Summary about Disease
Deficiency of uridine monophosphate synthase (UMPS) is a rare autosomal recessive metabolic disorder affecting pyrimidine synthesis. UMPS is a bifunctional enzyme that catalyzes the last two steps in the de novo synthesis of pyrimidine nucleotides. This deficiency leads to an accumulation of orotic acid, causing orotic aciduria. The classic presentation includes megaloblastic anemia refractory to vitamin B12 and folic acid, and often orotic crystalluria. Severe neurological abnormalities can also occur.
Symptoms
Megaloblastic anemia (unresponsive to B12 and folic acid)
Orotic aciduria (excess orotic acid in urine)
Failure to thrive
Developmental delay
Intellectual disability
Seizures (in some cases)
Crystalluria (crystals in urine)
Feeding difficulties
Causes
Deficiency of UMPS is caused by mutations in the UMPS gene. This gene provides instructions for making the uridine monophosphate synthase enzyme. Mutations in this gene disrupt the normal function of the enzyme, leading to a buildup of orotic acid and a deficiency of pyrimidine nucleotides. It is inherited in an autosomal recessive manner, meaning both parents must carry a copy of the mutated gene for a child to be affected.
Medicine Used
Uridine supplementation: This is the primary treatment. Uridine is a pyrimidine nucleotide that bypasses the metabolic block caused by UMPS deficiency. Oral uridine triacetate is commonly used.

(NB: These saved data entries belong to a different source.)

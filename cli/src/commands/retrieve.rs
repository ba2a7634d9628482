use anyhow::Result;
use pavemeasure::RetrieveOptions;

use crate::cli::{Cli, RetrieveArgs};
use super::{open_store, print_json};

pub fn run(cli: &Cli, args: &RetrieveArgs) -> Result<()> {
    let store = open_store(cli)?;
    let record = store.retrieve_boundary(&args.tool, RetrieveOptions { revalidate: args.revalidate })?;
    print_json(&record)
}
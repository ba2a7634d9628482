//! Coordinate and geometry validation for drawn boundaries.
mod coords;
mod geometry;
mod options;
mod result;

pub use coords::{validate_coordinates, CoordinateValidator};
pub use geometry::{validate_geometry, GeometryLimits, GeometryValidation};
pub use options::ValidateOptions;
pub use result::{ValidationMetadata, ValidationResult};
use anyhow::Result;
use serde_json::json;

use crate::cli::{Cli, RemoveArgs};
use super::{open_store, print_json};

pub fn run(cli: &Cli, args: &RemoveArgs) -> Result<()> {
    let mut store = open_store(cli)?;
    let removed = store.remove_boundary(&args.tool)?;
    print_json(&json!({ "toolType": args.tool, "removed": removed }))
}
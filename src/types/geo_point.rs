use std::fmt;

use geo::Coord;
use serde::{Deserialize, Deserializer, Serialize, de::IgnoredAny};

/// A geographic point in decimal degrees.
///
/// Deserialization is lenient: missing, `null` or non-numeric values become
/// NaN and numeric strings are parsed, so that malformed drawing-tool output
/// reaches the validator (which drops and reports it) instead of failing the
/// whole parse.
#[derive(Debug, Clone, Copy, PartialEq, Serialize, Deserialize)]
pub struct GeoPoint {
    #[serde(alias = "latitude", deserialize_with = "lenient_f64", default = "nan")]
    pub lat: f64,
    #[serde(alias = "lon", alias = "longitude", deserialize_with = "lenient_f64", default = "nan")]
    pub lng: f64,
}

impl GeoPoint {
    #[inline] pub const fn new(lat: f64, lng: f64) -> Self { Self { lat, lng } }

    /// Both components are finite numbers.
    #[inline] pub fn is_finite(&self) -> bool { self.lat.is_finite() && self.lng.is_finite() }

    /// Both components differ by less than `tolerance` degrees.
    #[inline]
    pub fn approx_eq(&self, other: &GeoPoint, tolerance: f64) -> bool {
        (self.lat - other.lat).abs() < tolerance && (self.lng - other.lng).abs() < tolerance
    }

    /// Round both components to `decimals` decimal places.
    pub fn rounded(&self, decimals: u32) -> Self {
        let scale = 10f64.powi(decimals as i32);
        Self {
            lat: (self.lat * scale).round() / scale,
            lng: (self.lng * scale).round() / scale,
        }
    }

    /// Planar coordinate with x = lng, y = lat.
    #[inline] pub fn to_coord(&self) -> Coord<f64> { Coord { x: self.lng, y: self.lat } }
}

impl From<GeoPoint> for Coord<f64> {
    fn from(p: GeoPoint) -> Self { p.to_coord() }
}

impl From<Coord<f64>> for GeoPoint {
    fn from(c: Coord<f64>) -> Self { Self { lat: c.y, lng: c.x } }
}

impl From<(f64, f64)> for GeoPoint {
    /// `(lat, lng)` tuple.
    fn from((lat, lng): (f64, f64)) -> Self { Self { lat, lng } }
}

impl fmt::Display for GeoPoint {
    fn fmt(&self, f: &mut fmt::Formatter<'_>) -> fmt::Result {
        write!(f, "({}, {})", self.lat, self.lng)
    }
}

fn nan() -> f64 { f64::NAN }

#[derive(Deserialize)]
#[serde(untagged)]
enum LenientNumber {
    Number(f64),
    Text(String),
    Other(IgnoredAny),
}

fn lenient_f64<'de, D: Deserializer<'de>>(deserializer: D) -> Result<f64, D::Error> {
    Ok(match LenientNumber::deserialize(deserializer)? {
        LenientNumber::Number(value) => value,
        LenientNumber::Text(text) => text.trim().parse().unwrap_or(f64::NAN),
        LenientNumber::Other(_) => f64::NAN,
    })
}

#[cfg(test)]
mod tests {
    use super::*;

    #[test]
    fn parses_numbers_and_numeric_strings() {
        let p: GeoPoint = serde_json::from_str(r#"{"lat": 37.5, "lng": "-122.25"}"#).unwrap();
        assert_eq!(p, GeoPoint::new(37.5, -122.25));
    }

    #[test]
    fn malformed_components_become_nan() {
        let p: GeoPoint = serde_json::from_str(r#"{"lat": null, "lng": "east"}"#).unwrap();
        assert!(p.lat.is_nan() && p.lng.is_nan());
        assert!(!p.is_finite());

        let p: GeoPoint = serde_json::from_str(r#"{"lng": 4.0}"#).unwrap();
        assert!(p.lat.is_nan());
        assert_eq!(p.lng, 4.0);
    }

    #[test]
    fn accepts_long_field_names() {
        let p: GeoPoint = serde_json::from_str(r#"{"latitude": 1.0, "longitude": 2.0}"#).unwrap();
        assert_eq!(p, GeoPoint::new(1.0, 2.0));
    }

    #[test]
    fn rounding_and_tolerance() {
        let p = GeoPoint::new(37.123_456_789, -122.987_654_321).rounded(6);
        assert_eq!(p, GeoPoint::new(37.123457, -122.987654));
        assert!(p.approx_eq(&GeoPoint::new(37.1234575, -122.9876545), 1e-6));
        assert!(!p.approx_eq(&GeoPoint::new(37.123459, -122.987654), 1e-6));
    }

    #[test]
    fn coord_uses_lng_as_x() {
        let c = GeoPoint::new(10.0, 20.0).to_coord();
        assert_eq!((c.x, c.y), (20.0, 10.0));
        assert_eq!(GeoPoint::from(c), GeoPoint::new(10.0, 20.0));
    }
}
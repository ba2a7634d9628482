//! CSV reading operations.

use std::io::Cursor;

use anyhow::{Context, Result, bail, ensure};
use polars::{frame::DataFrame, io::SerReader, prelude::{CsvReader, DataType}};

use crate::{
    store::{ImageryInput, ImageryType, RawBoundaryInput},
    types::GeoPoint,
};

/// Reads a CSV from a string.
pub(crate) fn read_csv_string(csv: &str) -> Result<DataFrame> {
    CsvReader::new(Cursor::new(csv.as_bytes()))
        .finish()
        .with_context(|| "[io::csv::read] Failed to read CSV from string")
}

/// Parse boundary CSV text back into a raw boundary.
///
/// Only `latitude` and `longitude` are required. Rows are ordered by
/// `point_index` when that column is present; the first row supplies the
/// area, perimeter and imagery fields. Unparsable numbers become NaN so the
/// validator reports them.
pub(crate) fn read_boundary_csv(csv: &str) -> Result<RawBoundaryInput> {
    ensure!(!csv.trim().is_empty(), "[io::csv::read] CSV is empty");
    let df = read_csv_string(csv)?;
    read_boundary_frame(&df)
}

pub(crate) fn read_boundary_frame(df: &DataFrame) -> Result<RawBoundaryInput> {
    for required in ["latitude", "longitude"] {
        if df.column(required).is_err() {
            bail!("[io::csv::read] CSV must have a '{required}' column");
        }
    }

    let latitudes = float_column(df, "latitude")?.context("[io::csv::read] missing latitude")?;
    let longitudes = float_column(df, "longitude")?.context("[io::csv::read] missing longitude")?;

    let mut rows = latitudes.into_iter()
        .zip(longitudes)
        .enumerate()
        .map(|(row, (lat, lng))| (row as f64, GeoPoint::new(lat.unwrap_or(f64::NAN), lng.unwrap_or(f64::NAN))))
        .collect::<Vec<_>>();

    if let Some(indices) = float_column(df, "point_index")? {
        for ((order, _), index) in rows.iter_mut().zip(indices) {
            if let Some(index) = index.filter(|i| i.is_finite()) { *order = index }
        }
        rows.sort_by(|a, b| a.0.total_cmp(&b.0));
    }

    let area = first_value(float_column(df, "area_sqft")?).filter(|a| a.is_finite());
    let perimeter = first_value(float_column(df, "perimeter_ft")?).filter(|p| p.is_finite());

    let kind = first_value(string_column(df, "imagery_type")?)
        .map(|t| ImageryType::from(t.as_str()));
    let quality = first_value(string_column(df, "quality")?);
    let imagery = (kind.is_some() || quality.is_some())
        .then(|| ImageryInput { kind, quality, ..Default::default() });

    Ok(RawBoundaryInput {
        coordinates: rows.into_iter().map(|(_, p)| p).collect(),
        area,
        perimeter,
        imagery,
    })
}

/// Column cast to f64 (unparsable cells become null), or `None` if absent.
fn float_column(df: &DataFrame, name: &str) -> Result<Option<Vec<Option<f64>>>> {
    let Ok(column) = df.column(name) else { return Ok(None) };
    let values = column.cast(&DataType::Float64)
        .with_context(|| format!("[io::csv::read] Column '{name}' is not numeric"))?;
    Ok(Some(values.f64()?.into_iter().collect()))
}

fn string_column(df: &DataFrame, name: &str) -> Result<Option<Vec<Option<String>>>> {
    let Ok(column) = df.column(name) else { return Ok(None) };
    let values = column.cast(&DataType::String)?;
    Ok(Some(values.str()?.into_iter().map(|s| s.map(str::to_string)).collect()))
}

fn first_value<T>(column: Option<Vec<Option<T>>>) -> Option<T> {
    column?.into_iter().next().flatten()
}
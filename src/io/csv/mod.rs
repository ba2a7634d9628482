//! CSV format: one row per boundary vertex.

mod read;
mod write;

pub(crate) use read::*;
pub(crate) use write::*;

/// Header row of boundary CSV exports.
pub const CSV_HEADER: &str = "latitude,longitude,point_index,area_sqft,perimeter_ft,imagery_type,quality,timestamp";
use ahash::AHashMap;
use chrono::{DateTime, Duration, Utc};
use serde_json::Value;

use crate::error::StoreError;

/// A string-keyed store of JSON values.
///
/// This is the only seam between the pipeline and persistence; expiry,
/// durability and quota are the backend's business.
pub trait KeyValueStore {
    fn put(&mut self, key: &str, value: &Value) -> Result<(), StoreError>;
    fn get(&self, key: &str) -> Result<Option<Value>, StoreError>;
    /// Removing an absent key is not an error.
    fn remove(&mut self, key: &str) -> Result<(), StoreError>;
}

impl<S: KeyValueStore + ?Sized> KeyValueStore for &mut S {
    fn put(&mut self, key: &str, value: &Value) -> Result<(), StoreError> { (**self).put(key, value) }
    fn get(&self, key: &str) -> Result<Option<Value>, StoreError> { (**self).get(key) }
    fn remove(&mut self, key: &str) -> Result<(), StoreError> { (**self).remove(key) }
}

#[derive(Debug, Clone)]
struct Entry {
    value: Value,
    bytes: usize,
    expires_at: Option<DateTime<Utc>>,
}

impl Entry {
    fn is_expired(&self, now: DateTime<Utc>) -> bool {
        self.expires_at.is_some_and(|t| now >= t)
    }
}

/// In-process store modelled on browser session storage: an optional byte
/// quota over serialized values and an optional time-to-live per entry.
#[derive(Debug, Clone, Default)]
pub struct MemoryStore {
    entries: AHashMap<String, Entry>,
    quota_bytes: Option<usize>,
    ttl: Option<Duration>,
}

impl MemoryStore {
    pub fn new() -> Self { Self::default() }

    /// Reject writes that would bring the total serialized size above `bytes`.
    pub fn with_quota(mut self, bytes: usize) -> Self {
        self.quota_bytes = Some(bytes);
        self
    }

    /// Entries read as absent once `ttl` has passed since they were written.
    pub fn with_ttl(mut self, ttl: Duration) -> Self {
        self.ttl = Some(ttl);
        self
    }

    /// Number of live entries.
    pub fn len(&self) -> usize {
        let now = Utc::now();
        self.entries.values().filter(|e| !e.is_expired(now)).count()
    }

    pub fn is_empty(&self) -> bool { self.len() == 0 }

    /// Total serialized size of live entries.
    pub fn used_bytes(&self) -> usize {
        let now = Utc::now();
        self.entries.values().filter(|e| !e.is_expired(now)).map(|e| e.bytes).sum()
    }

    /// Drop expired entries.
    pub fn purge_expired(&mut self) {
        let now = Utc::now();
        self.entries.retain(|_, e| !e.is_expired(now));
    }
}

impl KeyValueStore for MemoryStore {
    fn put(&mut self, key: &str, value: &Value) -> Result<(), StoreError> {
        self.purge_expired();
        let bytes = key.len() + serde_json::to_string(value)?.len();

        if let Some(limit) = self.quota_bytes {
            let others: usize = self.entries.iter()
                .filter(|(k, _)| k.as_str() != key)
                .map(|(_, e)| e.bytes)
                .sum();
            if others + bytes > limit {
                return Err(StoreError::QuotaExceeded { needed: others + bytes, limit });
            }
        }

        let expires_at = self.ttl.map(|ttl| Utc::now() + ttl);
        self.entries.insert(key.to_string(), Entry { value: value.clone(), bytes, expires_at });
        Ok(())
    }

    fn get(&self, key: &str) -> Result<Option<Value>, StoreError> {
        let now = Utc::now();
        Ok(self.entries.get(key).filter(|e| !e.is_expired(now)).map(|e| e.value.clone()))
    }

    fn remove(&mut self, key: &str) -> Result<(), StoreError> {
        self.entries.remove(key);
        Ok(())
    }
}

#[cfg(test)]
mod tests {
    use serde_json::json;

    use super::*;

    #[test]
    fn put_get_remove() {
        let mut store = MemoryStore::new();
        assert_eq!(store.get("a").unwrap(), None);

        store.put("a", &json!({"x": 1})).unwrap();
        assert_eq!(store.get("a").unwrap(), Some(json!({"x": 1})));
        assert_eq!(store.len(), 1);

        store.put("a", &json!({"x": 2})).unwrap();
        assert_eq!(store.get("a").unwrap(), Some(json!({"x": 2})));
        assert_eq!(store.len(), 1);

        store.remove("a").unwrap();
        store.remove("a").unwrap();
        assert!(store.is_empty());
    }

    #[test]
    fn quota_counts_other_entries_only() {
        // "k1" + `"0123456789"` = 2 + 12 bytes
        let mut store = MemoryStore::new().with_quota(30);
        store.put("k1", &json!("0123456789")).unwrap();
        assert_eq!(store.used_bytes(), 14);

        // overwriting the same key does not double count
        store.put("k1", &json!("0123456789")).unwrap();
        store.put("k2", &json!("0123456789")).unwrap();

        let err = store.put("k3", &json!("0123456789")).unwrap_err();
        assert!(matches!(err, StoreError::QuotaExceeded { needed: 42, limit: 30 }));
        assert_eq!(store.get("k3").unwrap(), None);
    }

    #[test]
    fn expired_entries_read_as_absent() {
        let mut store = MemoryStore::new().with_ttl(Duration::zero());
        store.put("k", &json!(1)).unwrap();
        assert_eq!(store.get("k").unwrap(), None);
        assert_eq!(store.len(), 0);

        let mut store = MemoryStore::new().with_ttl(Duration::hours(24));
        store.put("k", &json!(1)).unwrap();
        assert_eq!(store.get("k").unwrap(), Some(json!(1)));
    }

    #[test]
    fn works_through_a_mutable_reference() {
        fn write(mut store: impl KeyValueStore) {
            store.put("k", &json!(true)).unwrap();
        }

        let mut store = MemoryStore::new();
        write(&mut store);
        assert_eq!(store.get("k").unwrap(), Some(json!(true)));
    }
}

Supportive care: Treatment for anemia and other complications.
Is Communicable
No, deficiency of UMPS is not communicable. It is a genetic disorder caused by mutations in a gene.
Precautions
Genetic counseling for families with a history of the disorder.
Adherence to prescribed uridine supplementation.
Regular monitoring by a healthcare professional to assess treatment effectiveness and manage potential complications.
Avoidance of dehydration to reduce the risk of orotic acid crystal formation in the kidneys.
How long does an outbreak last?
This is not an infectious disease and therefore does not have "outbreaks." It is a chronic genetic condition requiring ongoing management. The symptoms persist unless treated.
How is it diagnosed?
Urine orotic acid analysis: Elevated orotic acid levels in the urine are a key diagnostic marker.
Blood tests: To evaluate for megaloblastic anemia.
Enzyme assay: Measuring UMPS enzyme activity in cells (e.g., fibroblasts or red blood cells).
Genetic testing: DNA sequencing of the UMPS gene to identify mutations.
Timeline of Symptoms
Symptoms typically manifest in infancy or early childhood. The exact timeline can vary depending on the severity of the deficiency and the individual. Anemia and failure to thrive are often the first symptoms noted. Neurological problems may develop later if the condition is untreated.
Important Considerations
Early diagnosis and treatment with uridine supplementation are crucial to improve outcomes and prevent long-term complications.
Dosage of uridine needs to be carefully monitored and adjusted by a medical professional based on individual response and tolerance.
Long-term follow-up is necessary to monitor for potential side effects of treatment and to address any ongoing medical needs.
Carrier testing is available for family members.